↓↓↓
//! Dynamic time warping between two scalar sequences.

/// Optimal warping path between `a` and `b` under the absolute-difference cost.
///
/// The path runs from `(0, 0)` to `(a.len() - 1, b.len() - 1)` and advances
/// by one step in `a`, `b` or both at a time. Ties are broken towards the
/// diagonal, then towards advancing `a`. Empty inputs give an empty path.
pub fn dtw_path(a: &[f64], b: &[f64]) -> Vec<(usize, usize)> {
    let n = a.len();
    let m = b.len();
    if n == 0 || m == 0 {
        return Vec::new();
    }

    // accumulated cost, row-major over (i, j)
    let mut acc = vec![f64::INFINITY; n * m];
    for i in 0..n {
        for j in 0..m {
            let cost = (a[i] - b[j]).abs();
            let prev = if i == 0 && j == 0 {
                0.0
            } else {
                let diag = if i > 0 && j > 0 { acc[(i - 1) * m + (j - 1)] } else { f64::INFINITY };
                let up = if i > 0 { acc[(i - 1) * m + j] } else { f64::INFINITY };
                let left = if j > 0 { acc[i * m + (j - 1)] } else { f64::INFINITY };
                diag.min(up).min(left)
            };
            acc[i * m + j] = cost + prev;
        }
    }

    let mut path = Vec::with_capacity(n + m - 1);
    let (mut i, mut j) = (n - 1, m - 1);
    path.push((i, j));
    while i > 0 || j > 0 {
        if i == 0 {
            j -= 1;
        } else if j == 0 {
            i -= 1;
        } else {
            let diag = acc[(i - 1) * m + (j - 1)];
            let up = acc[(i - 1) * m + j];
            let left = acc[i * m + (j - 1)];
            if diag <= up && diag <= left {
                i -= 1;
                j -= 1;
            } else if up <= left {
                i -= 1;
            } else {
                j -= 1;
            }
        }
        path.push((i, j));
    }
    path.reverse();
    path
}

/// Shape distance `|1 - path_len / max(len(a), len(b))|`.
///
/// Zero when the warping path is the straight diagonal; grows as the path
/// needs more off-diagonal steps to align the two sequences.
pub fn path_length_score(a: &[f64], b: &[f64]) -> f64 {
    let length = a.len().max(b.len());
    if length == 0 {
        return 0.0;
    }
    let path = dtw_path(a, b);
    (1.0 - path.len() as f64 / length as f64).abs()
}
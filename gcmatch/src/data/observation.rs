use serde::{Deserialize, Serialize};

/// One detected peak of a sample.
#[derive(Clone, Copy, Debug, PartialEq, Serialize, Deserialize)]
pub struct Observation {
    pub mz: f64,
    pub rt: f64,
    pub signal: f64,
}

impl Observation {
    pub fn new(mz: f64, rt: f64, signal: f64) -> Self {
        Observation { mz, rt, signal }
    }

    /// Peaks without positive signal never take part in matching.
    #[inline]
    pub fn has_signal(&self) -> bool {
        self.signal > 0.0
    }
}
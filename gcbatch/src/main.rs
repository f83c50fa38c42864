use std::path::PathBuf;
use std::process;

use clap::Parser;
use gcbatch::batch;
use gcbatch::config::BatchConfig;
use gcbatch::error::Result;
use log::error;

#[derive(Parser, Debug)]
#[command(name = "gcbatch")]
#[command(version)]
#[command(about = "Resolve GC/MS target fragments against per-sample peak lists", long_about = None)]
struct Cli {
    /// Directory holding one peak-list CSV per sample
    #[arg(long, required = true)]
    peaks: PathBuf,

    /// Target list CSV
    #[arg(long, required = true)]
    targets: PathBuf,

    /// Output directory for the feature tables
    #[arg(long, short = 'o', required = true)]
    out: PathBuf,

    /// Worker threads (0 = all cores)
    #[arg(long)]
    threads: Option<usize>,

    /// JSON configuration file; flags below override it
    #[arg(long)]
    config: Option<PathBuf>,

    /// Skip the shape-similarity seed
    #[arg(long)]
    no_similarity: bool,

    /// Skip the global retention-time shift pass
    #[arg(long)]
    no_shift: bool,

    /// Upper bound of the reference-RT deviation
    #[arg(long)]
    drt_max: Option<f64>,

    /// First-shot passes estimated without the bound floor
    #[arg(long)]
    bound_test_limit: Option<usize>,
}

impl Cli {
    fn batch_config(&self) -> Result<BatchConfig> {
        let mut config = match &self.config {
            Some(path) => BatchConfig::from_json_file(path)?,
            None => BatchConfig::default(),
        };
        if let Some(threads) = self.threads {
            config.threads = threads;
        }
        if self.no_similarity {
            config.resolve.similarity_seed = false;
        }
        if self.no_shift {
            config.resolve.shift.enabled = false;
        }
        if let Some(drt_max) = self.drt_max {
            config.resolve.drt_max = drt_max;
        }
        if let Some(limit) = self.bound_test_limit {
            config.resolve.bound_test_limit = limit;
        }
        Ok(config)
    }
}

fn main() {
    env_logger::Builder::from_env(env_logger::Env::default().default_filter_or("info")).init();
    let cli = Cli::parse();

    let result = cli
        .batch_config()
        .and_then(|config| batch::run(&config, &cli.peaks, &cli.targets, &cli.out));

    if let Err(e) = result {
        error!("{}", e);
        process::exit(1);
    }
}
↑↑↑
↓↓↓
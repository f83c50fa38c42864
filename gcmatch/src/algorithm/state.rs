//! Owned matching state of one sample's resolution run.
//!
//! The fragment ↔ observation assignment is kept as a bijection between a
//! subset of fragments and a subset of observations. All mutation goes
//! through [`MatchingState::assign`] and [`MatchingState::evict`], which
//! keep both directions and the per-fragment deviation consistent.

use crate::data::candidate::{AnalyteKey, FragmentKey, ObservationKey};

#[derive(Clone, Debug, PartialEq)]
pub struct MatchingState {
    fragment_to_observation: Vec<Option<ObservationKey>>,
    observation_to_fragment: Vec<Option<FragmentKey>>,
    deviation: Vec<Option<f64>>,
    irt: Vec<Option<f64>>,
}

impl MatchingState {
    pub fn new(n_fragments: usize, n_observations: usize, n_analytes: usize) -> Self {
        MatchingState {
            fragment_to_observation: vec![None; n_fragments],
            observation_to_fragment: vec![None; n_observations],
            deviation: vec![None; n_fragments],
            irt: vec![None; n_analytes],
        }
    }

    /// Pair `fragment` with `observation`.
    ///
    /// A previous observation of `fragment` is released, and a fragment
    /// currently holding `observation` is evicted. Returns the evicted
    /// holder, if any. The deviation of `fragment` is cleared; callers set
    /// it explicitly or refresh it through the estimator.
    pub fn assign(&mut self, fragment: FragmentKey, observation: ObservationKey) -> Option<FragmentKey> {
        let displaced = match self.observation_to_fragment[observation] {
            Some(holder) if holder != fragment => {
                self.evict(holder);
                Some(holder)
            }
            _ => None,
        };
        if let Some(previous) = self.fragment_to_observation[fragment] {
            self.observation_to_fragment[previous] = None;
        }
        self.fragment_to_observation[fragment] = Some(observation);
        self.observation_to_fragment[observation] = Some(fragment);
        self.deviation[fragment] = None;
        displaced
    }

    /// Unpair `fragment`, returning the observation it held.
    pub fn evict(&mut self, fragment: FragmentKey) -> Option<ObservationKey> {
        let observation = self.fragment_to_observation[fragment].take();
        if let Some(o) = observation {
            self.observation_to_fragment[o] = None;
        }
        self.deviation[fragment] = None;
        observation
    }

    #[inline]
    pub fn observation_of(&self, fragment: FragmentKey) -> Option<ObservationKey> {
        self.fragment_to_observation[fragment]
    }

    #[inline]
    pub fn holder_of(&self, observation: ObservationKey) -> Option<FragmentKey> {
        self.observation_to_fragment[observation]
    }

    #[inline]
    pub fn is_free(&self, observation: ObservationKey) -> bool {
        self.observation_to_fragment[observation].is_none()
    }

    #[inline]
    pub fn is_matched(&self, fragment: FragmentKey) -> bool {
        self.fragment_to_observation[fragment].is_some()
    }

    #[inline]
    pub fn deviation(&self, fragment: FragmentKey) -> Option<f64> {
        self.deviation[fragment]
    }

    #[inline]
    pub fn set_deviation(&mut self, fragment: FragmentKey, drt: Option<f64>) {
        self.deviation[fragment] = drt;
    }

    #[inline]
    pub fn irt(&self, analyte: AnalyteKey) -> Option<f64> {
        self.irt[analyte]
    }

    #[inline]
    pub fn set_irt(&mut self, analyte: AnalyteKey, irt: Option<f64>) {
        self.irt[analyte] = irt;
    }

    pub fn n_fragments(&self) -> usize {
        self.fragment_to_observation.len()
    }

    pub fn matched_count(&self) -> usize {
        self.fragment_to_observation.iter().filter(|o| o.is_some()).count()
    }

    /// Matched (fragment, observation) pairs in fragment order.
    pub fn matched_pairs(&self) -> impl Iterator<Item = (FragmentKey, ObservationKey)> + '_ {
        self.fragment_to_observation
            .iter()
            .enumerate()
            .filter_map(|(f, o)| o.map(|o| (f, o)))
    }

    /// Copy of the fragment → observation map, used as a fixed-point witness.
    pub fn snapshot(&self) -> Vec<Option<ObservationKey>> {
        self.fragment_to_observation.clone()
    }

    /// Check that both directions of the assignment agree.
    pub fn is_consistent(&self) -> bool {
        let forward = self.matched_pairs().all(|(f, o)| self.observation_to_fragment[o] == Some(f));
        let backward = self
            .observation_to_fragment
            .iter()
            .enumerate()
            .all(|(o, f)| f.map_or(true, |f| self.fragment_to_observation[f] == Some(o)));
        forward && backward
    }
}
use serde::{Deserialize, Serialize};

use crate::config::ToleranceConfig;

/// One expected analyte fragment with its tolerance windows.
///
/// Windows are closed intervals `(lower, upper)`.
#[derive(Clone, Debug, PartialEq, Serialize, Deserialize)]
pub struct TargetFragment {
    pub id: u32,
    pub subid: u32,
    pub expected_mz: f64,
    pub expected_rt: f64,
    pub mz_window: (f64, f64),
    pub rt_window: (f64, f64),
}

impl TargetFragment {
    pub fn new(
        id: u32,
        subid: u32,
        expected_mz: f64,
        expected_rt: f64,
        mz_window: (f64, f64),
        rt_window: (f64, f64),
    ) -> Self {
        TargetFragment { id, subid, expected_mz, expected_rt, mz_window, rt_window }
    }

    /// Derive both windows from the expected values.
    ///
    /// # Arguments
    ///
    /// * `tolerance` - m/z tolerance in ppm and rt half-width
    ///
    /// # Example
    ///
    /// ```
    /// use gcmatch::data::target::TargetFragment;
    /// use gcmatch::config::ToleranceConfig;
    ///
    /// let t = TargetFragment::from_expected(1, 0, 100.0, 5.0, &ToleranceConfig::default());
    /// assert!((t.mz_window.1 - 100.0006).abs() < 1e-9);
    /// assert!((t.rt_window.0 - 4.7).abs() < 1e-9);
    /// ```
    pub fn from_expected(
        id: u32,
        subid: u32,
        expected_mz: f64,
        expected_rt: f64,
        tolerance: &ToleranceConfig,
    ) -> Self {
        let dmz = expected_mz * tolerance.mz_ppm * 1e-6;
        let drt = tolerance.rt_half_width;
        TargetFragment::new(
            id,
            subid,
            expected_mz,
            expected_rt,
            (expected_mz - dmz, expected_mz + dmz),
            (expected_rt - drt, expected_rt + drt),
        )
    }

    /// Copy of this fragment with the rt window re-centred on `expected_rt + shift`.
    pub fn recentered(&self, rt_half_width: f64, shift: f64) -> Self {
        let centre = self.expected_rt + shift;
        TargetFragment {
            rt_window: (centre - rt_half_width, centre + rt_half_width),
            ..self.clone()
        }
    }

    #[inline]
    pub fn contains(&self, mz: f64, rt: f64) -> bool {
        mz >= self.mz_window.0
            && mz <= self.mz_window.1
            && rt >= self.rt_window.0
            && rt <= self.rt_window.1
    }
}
↑↑↑
↓↓↓
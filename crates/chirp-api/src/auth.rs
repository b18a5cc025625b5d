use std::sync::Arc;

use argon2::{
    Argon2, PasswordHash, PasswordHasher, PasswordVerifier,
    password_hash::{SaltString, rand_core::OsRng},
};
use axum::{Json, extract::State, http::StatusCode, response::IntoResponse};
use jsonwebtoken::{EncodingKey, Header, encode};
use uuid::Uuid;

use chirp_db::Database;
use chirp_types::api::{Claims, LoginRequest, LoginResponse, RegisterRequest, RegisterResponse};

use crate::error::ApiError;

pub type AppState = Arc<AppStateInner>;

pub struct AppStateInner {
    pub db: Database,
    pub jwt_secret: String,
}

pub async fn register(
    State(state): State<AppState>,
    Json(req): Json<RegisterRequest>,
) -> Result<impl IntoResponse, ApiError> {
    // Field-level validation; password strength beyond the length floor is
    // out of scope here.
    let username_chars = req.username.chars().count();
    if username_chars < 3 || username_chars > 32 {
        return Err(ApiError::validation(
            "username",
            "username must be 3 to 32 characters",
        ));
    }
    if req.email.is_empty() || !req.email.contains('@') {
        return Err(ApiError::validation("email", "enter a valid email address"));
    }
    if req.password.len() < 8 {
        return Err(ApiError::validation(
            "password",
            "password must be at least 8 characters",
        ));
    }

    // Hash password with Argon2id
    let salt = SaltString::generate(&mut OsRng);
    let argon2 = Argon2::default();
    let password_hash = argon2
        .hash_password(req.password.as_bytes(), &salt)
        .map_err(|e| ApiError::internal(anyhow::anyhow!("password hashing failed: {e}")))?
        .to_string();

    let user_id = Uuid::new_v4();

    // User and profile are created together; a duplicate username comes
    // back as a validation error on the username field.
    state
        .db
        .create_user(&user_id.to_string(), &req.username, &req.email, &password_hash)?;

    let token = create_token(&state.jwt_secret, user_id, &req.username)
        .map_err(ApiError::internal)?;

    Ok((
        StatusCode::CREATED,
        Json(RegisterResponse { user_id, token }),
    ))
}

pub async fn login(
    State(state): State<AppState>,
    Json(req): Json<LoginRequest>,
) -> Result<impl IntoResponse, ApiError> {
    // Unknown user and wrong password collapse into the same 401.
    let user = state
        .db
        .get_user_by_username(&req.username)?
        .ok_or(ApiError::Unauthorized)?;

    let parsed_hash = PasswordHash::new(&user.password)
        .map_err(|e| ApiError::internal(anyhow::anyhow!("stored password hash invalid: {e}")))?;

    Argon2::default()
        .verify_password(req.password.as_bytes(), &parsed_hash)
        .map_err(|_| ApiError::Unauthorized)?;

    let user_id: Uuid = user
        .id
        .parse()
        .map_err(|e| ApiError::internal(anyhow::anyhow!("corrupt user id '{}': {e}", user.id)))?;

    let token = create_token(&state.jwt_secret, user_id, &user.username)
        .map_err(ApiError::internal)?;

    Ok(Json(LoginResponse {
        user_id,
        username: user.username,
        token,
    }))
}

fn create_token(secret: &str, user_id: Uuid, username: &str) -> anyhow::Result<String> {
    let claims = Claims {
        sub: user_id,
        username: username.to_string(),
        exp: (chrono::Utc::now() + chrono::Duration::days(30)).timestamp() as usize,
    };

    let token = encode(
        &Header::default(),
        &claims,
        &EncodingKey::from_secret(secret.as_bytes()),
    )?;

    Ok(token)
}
↑↑↑
TASK OBJECTIVE
Find where the line with "pub fn snapshot(&self)" sits in the material above, then copy exactly from it through the line with "Windows are closed". Add no other line.

THE COMPLETED TASK
    pub fn snapshot(&self) -> Vec<Option<ObservationKey>> {
        self.fragment_to_observation.clone()
    }

    /// Check that both directions of the assignment agree.
    pub fn is_consistent(&self) -> bool {
        let forward = self.matched_pairs().all(|(f, o)| self.observation_to_fragment[o] == Some(f));
        let backward = self
            .observation_to_fragment
            .iter()
            .enumerate()
            .all(|(o, f)| f.map_or(true, |f| self.fragment_to_observation[f] == Some(o)));
        forward && backward
    }
}
use serde::{Deserialize, Serialize};

use crate::config::ToleranceConfig;

/// One expected analyte fragment with its tolerance windows.
///
/// Windows are closed intervals `(lower, upper)`.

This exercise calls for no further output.